Keberaniannya, ambisinya, mimpinya, visinya… semuanya palsu. Semuanya sia-sia…
Dia benar-benar orang bodoh. Seorang pelawak. Seorang badut sejati. Raven benar melihatnya seperti itu karena saat ini, dia benar-benar merasa seperti itu.
Seperti biola terkutuk, dia dipermainkan. Oh, betapa kejamnya.
Sungguh menggelikan ketika dia mengingatnya kembali. Dia banyak sekali membual tentang bagaimana takdirnya adalah menjadi orang yang melampaui segalanya, namun ketika hal itu terwujud di hadapannya, tidak butuh waktu lama sebelum dia benar-benar hancur.

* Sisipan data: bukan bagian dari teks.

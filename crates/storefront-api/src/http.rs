//! The reqwest-backed collaborator adapter.
//!
//! One client implements every contract. Reads go through the
//! single-retry policy; mutations are sent exactly once. The bearer
//! token is re-read from the [`TokenStore`] on each request so a
//! login or logout is visible to the very next call.

use crate::config::{ApiConfig, ConfigError};
use crate::contracts::{AddressApi, AuthApi, CartApi, CatalogApi, LoginResponse, OrderApi};
use crate::error::{ApiError, ErrorCode};
use crate::retry::RetryPolicy;
use crate::token::TokenStore;
use async_trait::async_trait;
use serde::de::DeserializeOwned;
use serde::{Deserialize, Serialize};
use std::sync::Arc;
use std::time::Duration;
use storefront_commerce::cart::Cart;
use storefront_commerce::catalog::{Category, Product, ProductPage, ProductQuery};
use storefront_commerce::checkout::{Order, OrderRequest, SavedAddress};
use storefront_commerce::customer::User;
use storefront_commerce::ids::{CartItemId, ProductId};

/// HTTP implementation of the collaborator contracts.
pub struct HttpApi {
    client: reqwest::Client,
    base_url: url::Url,
    tokens: Arc<dyn TokenStore>,
    read_retry: RetryPolicy,
}

impl HttpApi {
    /// Build an adapter from config and a token store.
    pub fn new(config: &ApiConfig, tokens: Arc<dyn TokenStore>) -> Result<Self, ConfigError> {
        let base_url = config.parsed_base_url()?;
        let mut builder =
            reqwest::Client::builder().timeout(Duration::from_secs(config.timeout_secs));
        if let Some(user_agent) = &config.user_agent {
            builder = builder.user_agent(user_agent.clone());
        }
        let client = builder
            .build()
            .map_err(|e| ConfigError::Client(e.to_string()))?;
        Ok(Self {
            client,
            base_url,
            tokens,
            read_retry: RetryPolicy::reads(),
        })
    }

    fn endpoint(&self, path: &str) -> Result<url::Url, ApiError> {
        self.base_url
            .join(path)
            .map_err(|e| ApiError::connect(format!("invalid endpoint {path}: {e}")))
    }

    /// Attach the bearer token, re-read from storage per call.
    fn authed(&self, request: reqwest::RequestBuilder) -> reqwest::RequestBuilder {
        match self.tokens.load() {
            Some(token) => request.bearer_auth(token),
            None => request,
        }
    }

    /// GET with the read retry policy.
    async fn get_json<T: DeserializeOwned>(
        &self,
        path: &str,
        params: &[(&str, String)],
    ) -> Result<T, ApiError> {
        let url = self.endpoint(path)?;
        let mut attempt = 0;
        loop {
            tracing::debug!(%url, attempt, "GET");
            let request = self.authed(self.client.get(url.clone()).query(params));
            match self.read_response(request).await {
                Ok(value) => return Ok(value),
                Err(err) if self.read_retry.should_retry(&err, attempt) => {
                    tracing::warn!(%url, error = %err, "read query failed, retrying");
                    attempt += 1;
                    tokio::time::sleep(self.read_retry.backoff).await;
                }
                Err(err) => return Err(err),
            }
        }
    }

    /// Send a mutation and decode the response body. Never retried.
    async fn send_json<T: DeserializeOwned>(
        &self,
        method: reqwest::Method,
        path: &str,
        body: Option<&impl Serialize>,
    ) -> Result<T, ApiError> {
        let url = self.endpoint(path)?;
        tracing::debug!(%url, method = %method, "mutation");
        let mut request = self.authed(self.client.request(method, url));
        if let Some(body) = body {
            request = request.json(body);
        }
        self.read_response(request).await
    }

    /// Send a mutation and discard the response body. Never retried.
    async fn send_unit(
        &self,
        method: reqwest::Method,
        path: &str,
        body: Option<&impl Serialize>,
    ) -> Result<(), ApiError> {
        let url = self.endpoint(path)?;
        tracing::debug!(%url, method = %method, "mutation");
        let mut request = self.authed(self.client.request(method, url));
        if let Some(body) = body {
            request = request.json(body);
        }
        let response = request.send().await.map_err(map_reqwest_error)?;
        if response.status().is_success() {
            Ok(())
        } else {
            Err(normalize_failure(response).await)
        }
    }

    async fn read_response<T: DeserializeOwned>(
        &self,
        request: reqwest::RequestBuilder,
    ) -> Result<T, ApiError> {
        let response = request.send().await.map_err(map_reqwest_error)?;
        if response.status().is_success() {
            response
                .json::<T>()
                .await
                .map_err(|e| ApiError::decode(e.to_string()))
        } else {
            Err(normalize_failure(response).await)
        }
    }
}

fn map_reqwest_error(error: reqwest::Error) -> ApiError {
    if error.is_timeout() {
        ApiError::timeout(error.to_string())
    } else if error.is_decode() {
        ApiError::decode(error.to_string())
    } else {
        ApiError::connect(error.to_string())
    }
}

/// Error body shape the collaborators use on non-2xx responses.
#[derive(Debug, Deserialize)]
struct ErrorBody {
    #[serde(default)]
    message: Option<String>,
    #[serde(default)]
    code: Option<String>,
}

/// Reduce a non-success response to the normalized error shape.
async fn normalize_failure(response: reqwest::Response) -> ApiError {
    let status = response.status().as_u16();
    let fallback = response
        .status()
        .canonical_reason()
        .unwrap_or("request failed")
        .to_string();
    let body = response.text().await.unwrap_or_default();
    let parsed: Option<ErrorBody> = serde_json::from_str(&body).ok();
    let (message, code) = match parsed {
        Some(body) => (
            body.message.unwrap_or(fallback),
            body.code.as_deref().and_then(ErrorCode::from_wire),
        ),
        None => (fallback, None),
    };
    ApiError::status(status, message, code)
}

#[async_trait]
impl AuthApi for HttpApi {
    async fn profile(&self) -> Result<User, ApiError> {
        let user: wire::WireUser = self.get_json("/profile", &[]).await?;
        Ok(user.into())
    }

    async fn login(&self, email: &str, password: &str) -> Result<LoginResponse, ApiError> {
        let body = wire::LoginBody {
            email: email.to_string(),
            password: password.to_string(),
        };
        let response: wire::WireLogin = self
            .send_json(reqwest::Method::POST, "/auth/login", Some(&body))
            .await?;
        Ok(LoginResponse {
            token: response.token,
            user: response.user.into(),
        })
    }

    async fn logout(&self) -> Result<(), ApiError> {
        self.send_unit(reqwest::Method::POST, "/auth/logout", None::<&()>)
            .await
    }
}

#[async_trait]
impl CartApi for HttpApi {
    async fn fetch_cart(&self) -> Result<Cart, ApiError> {
        let cart: wire::WireCart = self.get_json("/cart", &[]).await?;
        Ok(cart.into())
    }

    async fn add_item(&self, product_id: &ProductId, quantity: u32) -> Result<(), ApiError> {
        let body = wire::AddItemBody {
            product_id: product_id.to_string(),
            quantity,
        };
        self.send_unit(reqwest::Method::POST, "/cart/items", Some(&body))
            .await
    }

    async fn update_item(&self, item_id: &CartItemId, quantity: u32) -> Result<(), ApiError> {
        let body = wire::UpdateItemBody { quantity };
        self.send_unit(
            reqwest::Method::PUT,
            &format!("/cart/items/{item_id}"),
            Some(&body),
        )
        .await
    }

    async fn remove_item(&self, item_id: &CartItemId) -> Result<(), ApiError> {
        self.send_unit(
            reqwest::Method::DELETE,
            &format!("/cart/items/{item_id}"),
            None::<&()>,
        )
        .await
    }

    async fn clear(&self) -> Result<(), ApiError> {
        self.send_unit(reqwest::Method::DELETE, "/cart", None::<&()>)
            .await
    }
}

#[async_trait]
impl OrderApi for HttpApi {
    async fn create_order(&self, request: &OrderRequest) -> Result<Order, ApiError> {
        let order: wire::WireOrder = self
            .send_json(reqwest::Method::POST, "/orders", Some(request))
            .await?;
        Ok(order.into())
    }
}

#[async_trait]
impl AddressApi for HttpApi {
    async fn list_addresses(&self) -> Result<Vec<SavedAddress>, ApiError> {
        self.get_json("/addresses", &[]).await
    }
}

#[async_trait]
impl CatalogApi for HttpApi {
    async fn products(&self, query: &ProductQuery) -> Result<ProductPage, ApiError> {
        let params = query.to_params();
        let page: wire::WireProductPage = self.get_json("/products", &params).await?;
        Ok(page.into())
    }

    async fn product(&self, id: &ProductId) -> Result<Product, ApiError> {
        let product: wire::WireProduct = self.get_json(&format!("/products/{id}"), &[]).await?;
        Ok(product.into())
    }

    async fn categories(&self) -> Result<Vec<Category>, ApiError> {
        self.get_json("/categories", &[]).await
    }
}

/// Wire DTOs and conversions into the canonical domain types.
///
/// The collaborators speak camelCase JSON with decimal-dollar prices;
/// everything is converted at this boundary so guest and account code
/// paths share one shape.
mod wire {
    use serde::{Deserialize, Serialize};
    use storefront_commerce::cart::{Cart, CartItem};
    use storefront_commerce::catalog::{Product, ProductPage};
    use storefront_commerce::checkout::{Order, OrderItem, OrderStatus, ShippingInfo};
    use storefront_commerce::customer::{Role, User};
    use storefront_commerce::ids::{CartItemId, OrderId, ProductId, UserId};
    use storefront_commerce::money::{Currency, Money};

    fn money(amount: f64) -> Money {
        Money::from_decimal(amount, Currency::USD)
    }

    #[derive(Debug, Serialize)]
    pub struct LoginBody {
        pub email: String,
        pub password: String,
    }

    #[derive(Debug, Serialize)]
    #[serde(rename_all = "camelCase")]
    pub struct AddItemBody {
        pub product_id: String,
        pub quantity: u32,
    }

    #[derive(Debug, Serialize)]
    pub struct UpdateItemBody {
        pub quantity: u32,
    }

    #[derive(Debug, Deserialize)]
    pub struct WireUser {
        pub id: String,
        #[serde(default)]
        pub name: String,
        pub email: String,
        pub role: Role,
    }

    impl From<WireUser> for User {
        fn from(user: WireUser) -> Self {
            User {
                id: UserId::new(user.id),
                name: user.name,
                email: user.email,
                role: user.role,
            }
        }
    }

    #[derive(Debug, Deserialize)]
    pub struct WireLogin {
        pub token: String,
        pub user: WireUser,
    }

    #[derive(Debug, Deserialize)]
    #[serde(rename_all = "camelCase")]
    pub struct WireProduct {
        pub id: String,
        pub name: String,
        pub price: f64,
        #[serde(default)]
        pub image_url: Option<String>,
        #[serde(default)]
        pub brand: Option<String>,
        #[serde(default)]
        pub description: Option<String>,
        #[serde(default)]
        pub category: Option<String>,
        #[serde(default)]
        pub rating: Option<f64>,
    }

    impl From<WireProduct> for Product {
        fn from(product: WireProduct) -> Self {
            Product {
                id: ProductId::new(product.id),
                name: product.name,
                price: money(product.price),
                image_url: product.image_url,
                brand: product.brand,
                description: product.description,
                category: product.category,
                rating: product.rating,
            }
        }
    }

    #[derive(Debug, Deserialize)]
    #[serde(rename_all = "camelCase")]
    pub struct WireProductPage {
        #[serde(default)]
        pub products: Vec<WireProduct>,
        pub total: i64,
        pub page: i64,
        pub total_pages: i64,
    }

    impl From<WireProductPage> for ProductPage {
        fn from(page: WireProductPage) -> Self {
            ProductPage {
                products: page.products.into_iter().map(Into::into).collect(),
                total: page.total,
                page: page.page,
                total_pages: page.total_pages,
            }
        }
    }

    #[derive(Debug, Deserialize)]
    pub struct WireCartItem {
        pub id: String,
        pub product: WireProduct,
        pub quantity: u32,
    }

    impl From<WireCartItem> for CartItem {
        fn from(item: WireCartItem) -> Self {
            CartItem {
                id: CartItemId::new(item.id),
                product: item.product.into(),
                quantity: item.quantity,
            }
        }
    }

    #[derive(Debug, Deserialize)]
    pub struct WireCart {
        #[serde(default)]
        pub items: Vec<WireCartItem>,
        #[serde(default)]
        pub subtotal: Option<f64>,
        #[serde(default)]
        pub shipping: Option<f64>,
        #[serde(default)]
        pub total: Option<f64>,
    }

    impl From<WireCart> for Cart {
        fn from(cart: WireCart) -> Self {
            Cart {
                items: cart.items.into_iter().map(Into::into).collect(),
                subtotal: cart.subtotal.map(money),
                shipping: cart.shipping.map(money),
                total: cart.total.map(money),
            }
        }
    }

    #[derive(Debug, Deserialize)]
    #[serde(rename_all = "camelCase")]
    pub struct WireOrderItem {
        pub product_id: String,
        pub name: String,
        pub price: f64,
        pub quantity: u32,
    }

    impl From<WireOrderItem> for OrderItem {
        fn from(item: WireOrderItem) -> Self {
            OrderItem {
                product_id: ProductId::new(item.product_id),
                name: item.name,
                price: money(item.price),
                quantity: item.quantity,
            }
        }
    }

    #[derive(Debug, Deserialize)]
    #[serde(rename_all = "camelCase")]
    pub struct WireOrder {
        pub id: String,
        #[serde(default)]
        pub status: OrderStatus,
        #[serde(default)]
        pub items: Vec<WireOrderItem>,
        pub shipping_info: ShippingInfo,
        #[serde(default)]
        pub subtotal: Option<f64>,
        #[serde(default)]
        pub shipping: Option<f64>,
        #[serde(default)]
        pub total: Option<f64>,
    }

    impl From<WireOrder> for Order {
        fn from(order: WireOrder) -> Self {
            Order {
                id: OrderId::new(order.id),
                status: order.status,
                items: order.items.into_iter().map(Into::into).collect(),
                shipping_info: order.shipping_info,
                subtotal: order.subtotal.map(money),
                shipping: order.shipping.map(money),
                total: order.total.map(money),
            }
        }
    }
}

Mungkin ini cara takdir mengejeknya. Memberitahunya bahwa dia terlalu lama berpikir sehingga sekarang sudah terlambat.
Sang Mutlak merasa tidak sabar menunggunya, jadi ia memutuskan untuk mengunjunginya. Ia mengejeknya dan meludahi wajahnya dengan kata-kata bahwa ia ‘tidak layak’. Dan ia sama sekali tidak berdaya untuk menghentikannya.
Saat dia menatap makhluk yang memandang rendah dirinya seperti sampah, makhluk itu membuka mulutnya dan berbicara:
“Selamat tinggal, Augustus. Senang sekali bisa bermain bersamamu.”